Trevor Group is being pursued by the California attorney general as
a result of the exposé, but the Assembly failed to fix the flawed
law that encourages such courtroom shakedowns. It’s the sort of law that
hurts business in California, which in turn fuels the deficit.
KFI Producer Ray Lopez said, “They just don’t care. Give zero credit
to the Legislature. We got the law firm to drop the 2,000 lawsuits only
with help from the attorney general, state bar and
district attorney. The Assembly was paid off by trial lawyers who want
those loopholes to remain.”
See how much easier it is to write laws about unweaned birds?
Another doozy is a law proposed by Jenny Oropeza, chairwoman of the
Assembly Budget Committee, who, during debate, seems not to grasp the basics
of the budget crisis.
Oropeza proposes that 10 schools in California be inspected and judged
for how well their teachers demonstrate “cultural competency”--the left’s
phrase for hewing to politically correct
views acceptable to the left in the classroom.

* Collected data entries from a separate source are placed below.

#[tokio::test]
async fn oversized_request_does_not_block_others() {
    let (sender, mut server, _hub, _peers) = connected().await;
    let big = tokio::spawn({
        let sender = sender.clone();
        async move { sender.send_raw(vec![0; MAX_CONTAINER_BYTES + 1], false).await }
    });
    assert!(matches!(
        timeout(big).await.unwrap(),
        Err(InvocationError::PayloadTooLarge { .. })
    ));
    server.ping_roundtrip(&sender).await;
}

#[tokio::test]
async fn state_requests_are_answered() {
    let (sender, mut server, _hub, _peers) = connected().await;
    server.ping_roundtrip(&sender).await;

    let request = server.send(&boxed(&types::MsgsStateReq { msg_ids: vec![10, 20] }), true);
    let reply = server.recv().await.remove(0);
    assert_eq!(reply.constructor_id(), types::MsgsStateInfo::CONSTRUCTOR_ID);
    assert_eq!(reply.seq_no % 2, 0);

    let info = types::MsgsStateInfo::from_bytes(&reply.body[4..]).unwrap();
    assert_eq!(info.req_msg_id, request);
    assert_eq!(info.info, vec![1, 1]);
}

#[tokio::test]
async fn updates_reach_the_callback() {
    let (tx, mut rx) = mpsc::unbounded_channel();
    let config = SenderConfig {
        on_update: Some(Arc::new(move |update: Update| {
            let _ = tx.send(update);
        })),
        ..config()
    };
    let (sender, mut server, _hub, _peers) = connected_with(config).await;
    server.ping_roundtrip(&sender).await;

    let mut body = 0xe317af7eu32.to_le_bytes().to_vec();
    body.extend([1, 2, 3, 4]);
    server.send(&body, true);

    let update = timeout(rx.recv()).await.unwrap();
    assert_eq!(update.constructor_id, 0xe317af7e);
    assert_eq!(update.body, body);
}

#[tokio::test]
async fn dropped_connection_is_replaced() {
    let states = Arc::new(StdMutex::new(Vec::new()));
    let config = SenderConfig {
        on_state: Some(Arc::new({
            let states = Arc::clone(&states);
            move |state: ConnectionState| states.lock().unwrap().push(state)
        })),
        ..config()
    };
    let (sender, mut server, _hub, mut peers) = connected_with(config).await;

    let task = tokio::spawn({
        let sender = sender.clone();
        async move { sender.send(&functions::Ping { ping_id: 3 }).await }
    });
    let first = server.recv().await.remove(0);
    drop(server);

    let mut server = Server::accept(&mut peers).await;
    let again = server.recv().await.remove(0);
    assert_eq!(again.body, first.body);
    assert_ne!(again.session_id, first.session_id);
    server.send(&boxed(&types::Pong { msg_id: again.msg_id, ping_id: 3 }), true);

    let enums::Pong::Pong(pong) = timeout(task).await.unwrap().unwrap();
    assert_eq!(pong.ping_id, 3);
    assert_eq!(sender.state(), ConnectionState::Connected);
    assert!(states.lock().unwrap().contains(&ConnectionState::Reconnecting));
}

#[tokio::test]
async fn revoked_auth_key_breaks_the_sender() {
    let (sender, server, _hub, _peers) = connected().await;
    let mut states = sender.subscribe();

    server.peer.tx.send((-404i32).to_le_bytes().to_vec()).unwrap();
    timeout(states.wait_for(|s| *s == ConnectionState::Broken)).await.unwrap();

    assert!(sender.auth_key().await.is_none());
    assert!(!sender.is_connected());
    assert!(matches!(sender.send_raw(vec![0; 4], false).await, Err(InvocationError::NotConnected)));
}

#[tokio::test]
async fn disconnect_stops_the_sender() {
    let (sender, mut server, _hub, _peers) = connected().await;
    sender.disconnect().await;

    assert_eq!(sender.state(), ConnectionState::Disconnected);
    assert!(timeout(server.peer.rx.recv()).await.is_none());
    assert!(matches!(
        sender.send(&functions::Ping { ping_id: 1 }).await,
        Err(InvocationError::NotConnected)
    ));
}

#[tokio::test]
async fn send_before_connect_fails() {
    let sender: MtProtoSender<MockConnection> = MtProtoSender::new(config());
    assert!(matches!(
        sender.send(&functions::Ping { ping_id: 1 }).await,
        Err(InvocationError::NotConnected)
    ));
    assert_eq!(sender.state(), ConnectionState::Disconnected);
}

#[tokio::test]
async fn failed_handshake_is_retried_then_reported() {
    init();
    let (hub, mut peers) = hub();
    let config = SenderConfig { auth_key: None, server_keys: ServerKeys::new(), ..config() };
    let sender = MtProtoSender::new(config);

    let server = tokio::spawn(async move {
        for _ in 0..2 {
            let mut peer = peers.recv().await.unwrap();
            let frame = peer.rx.recv().await.unwrap();
            let request = PlainMessage::from_bytes(&frame).unwrap();
            assert_eq!(read_i32(&request.body) as u32, functions::ReqPqMulti::CONSTRUCTOR_ID);
            let req_pq = functions::ReqPqMulti::from_bytes(&request.body[4..]).unwrap();

            let res_pq = boxed(&types::ResPq {
                nonce: req_pq.nonce,
                server_nonce: [0x22; 16],
                pq: 1470626929934143021u64.to_be_bytes().to_vec(),
                server_public_key_fingerprints: vec![0x0bad_f00d],
            });
            peer.tx.send(PlainMessage { msg_id: request.msg_id | 1, body: res_pq }.to_bytes()).unwrap();
            // Held until the client gives up on this attempt.
            assert!(peer.rx.recv().await.is_none());
        }
    });

    let result = timeout(sender.connect(MockConnection::new(&hub), false)).await;
    assert!(matches!(result, Err(InvocationError::Handshake(_))), "{result:?}");
    assert_eq!(sender.state(), ConnectionState::Disconnected);
    assert!(!sender.is_connected());
    timeout(server).await.unwrap();
}

#[tokio::test]
async fn disconnect_during_reconnect_wins() {
    let (sender, server, hub, mut peers) = connected().await;
    let mut states = sender.subscribe();
    let gate = Arc::clone(&hub.gate).lock_owned().await;

    drop(server);
    timeout(states.wait_for(|s| *s == ConnectionState::Reconnecting)).await.unwrap();
    // The reconnect is now inside `connect`, holding the connect lock.
    let mut stalled = Server::accept(&mut peers).await;

    let disconnecting = tokio::spawn({
        let sender = sender.clone();
        async move { sender.disconnect().await }
    });
    tokio::time::sleep(Duration::from_millis(50)).await;
    assert!(!disconnecting.is_finished());
    drop(gate);
    timeout(disconnecting).await.unwrap();

    assert_eq!(sender.state(), ConnectionState::Disconnected);
    assert!(!sender.is_connected());
    assert!(timeout(stalled.peer.rx.recv()).await.is_none());
    assert!(matches!(sender.send_raw(vec![0; 4], false).await, Err(InvocationError::NotConnected)));

    assert!(sender.connect(MockConnection::new(&hub), false).await.unwrap());
    let mut server = Server::accept(&mut peers).await;
    server.ping_roundtrip(&sender).await;
}

#[tokio::test]
async fn clock_correction_from_a_server_ahead_of_us() {
    let (sender, mut server, _hub, _peers) = connected().await;
    let task = tokio::spawn({
        let sender = sender.clone();
        async move { sender.send_raw(vec![0x23; 8], false).await }
    });

    let first = server.recv().await.remove(0);
    server.skew_clock(120);
    server.send(
        &boxed(&types::BadMsgNotification {
            bad_msg_id: first.msg_id,
            bad_msg_seqno: first.seq_no,
            error_code: 16,
        }),
        false,
    );

    let again = server.recv().await.remove(0);
    assert_eq!(again.body, first.body);
    assert!((again.msg_id >> 32) - (first.msg_id >> 32) >= 119);
    let offset = sender.time_offset().await;
    assert!((119..=121).contains(&offset), "offset {offset}");

    server.send(&rpc_result(again.msg_id, vec![8; 4]), true);
    assert_eq!(timeout(task).await.unwrap().unwrap(), vec![8; 4]);
}

#[tokio::test]
async fn sequence_corrections_resend() {
    let (sender, mut server, _hub, _peers) = connected().await;

    for (code, raised) in [(32, true), (33, false)] {
        let task = tokio::spawn({
            let sender = sender.clone();
            async move { sender.send_raw(vec![0x32; 8], false).await }
        });
        let first = server.recv().await.remove(0);
        server.send(
            &boxed(&types::BadMsgNotification {
                bad_msg_id: first.msg_id,
                bad_msg_seqno: first.seq_no,
                error_code: code,
            }),
            false,
        );

        let again = server.recv().await.remove(0);
        assert_eq!(again.body, first.body);
        assert_eq!(again.seq_no % 2, 1);
        if raised {
            assert!(again.seq_no >= first.seq_no + 128, "{} -> {}", first.seq_no, again.seq_no);
        } else {
            assert!(again.seq_no < first.seq_no, "{} -> {}", first.seq_no, again.seq_no);
        }

        server.send(&rpc_result(again.msg_id, vec![code as u8; 4]), true);
        assert_eq!(timeout(task).await.unwrap().unwrap(), vec![code as u8; 4]);
    }
}

#[tokio::test]
async fn new_session_created_sets_the_salt() {
    let (sender, mut server, _hub, _peers) = connected().await;
    server.ping_roundtrip(&sender).await;

    server.send(
        &boxed(&types::NewSessionCreated { first_msg_id: 0, unique_id: 9, server_salt: 0x7777 }),
        true,
    );
    timeout(async {
        while sender.salt().await != 0x7777 {
            tokio::time::sleep(Duration::from_millis(1)).await;
        }
    })
    .await;

    let task = tokio::spawn({
        let sender = sender.clone();
        async move { sender.send(&functions::Ping { ping_id: 2 }).await }
    });
    let ping = server.recv().await.remove(0);
    assert_eq!(ping.salt, 0x7777);
    server.send(&boxed(&types::Pong { msg_id: ping.msg_id, ping_id: 2 }), true);
    timeout(task).await.unwrap().unwrap();
}

#[tokio::test]
async fn future_salts_answer_their_request() {
    let (sender, mut server, _hub, _peers) = connected().await;
    let task = tokio::spawn({
        let sender = sender.clone();
        async move { sender.send(&functions::GetFutureSalts { num: 1 }).await }
    });

    let request = server.recv().await.remove(0);
    assert_eq!(request.constructor_id(), functions::GetFutureSalts::CONSTRUCTOR_ID);
    let salt = types::FutureSalt { valid_since: 100, valid_until: 200, salt: 0x5a17 };
    server.send(
        &boxed(&types::FutureSalts { req_msg_id: request.msg_id, now: 150, salts: RawVec(vec![salt.clone()]) }),
        false,
    );

    let enums::FutureSalts::FutureSalts(salts) = timeout(task).await.unwrap().unwrap();
    assert_eq!(salts.req_msg_id, request.msg_id);
    assert_eq!(salts.salts.0, vec![salt]);
}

Using information extracted from the ill-fated 10 schools that are inspected,
Oropeza proposes to retrain California teachers in how to properly genuflect
toward ethnic identity groups--a crowd that just happened to help elect
Oropeza to office.
Joe Hicks, a civil-rights expert and vice president of the Los Angeles-based
Community Advocates, a human-relations organization, responded this way:
“Oooh, the hair stands up on my neck when I hear things like this. With
all the problems facing the state, for anyone to be judging teachers in
cultural competency--whatever that means--is beyond ridiculousness and
really outrageous.”
I am starting to depress myself. What is Sacramento praying will happen
after the May tax-revenue reports come in? Do lawmakers think the stock
market is going to skyrocket back to 12,000? That taxpayers are going to
staple an extra $500 check to their payments to help out?
No. Our leaders are waiting for the crisis to hit Code Red, the point
at which something snaps. And when that happens, you can be sure that Burton
and Wesson will present a nice, fat tax package designed with you in mind.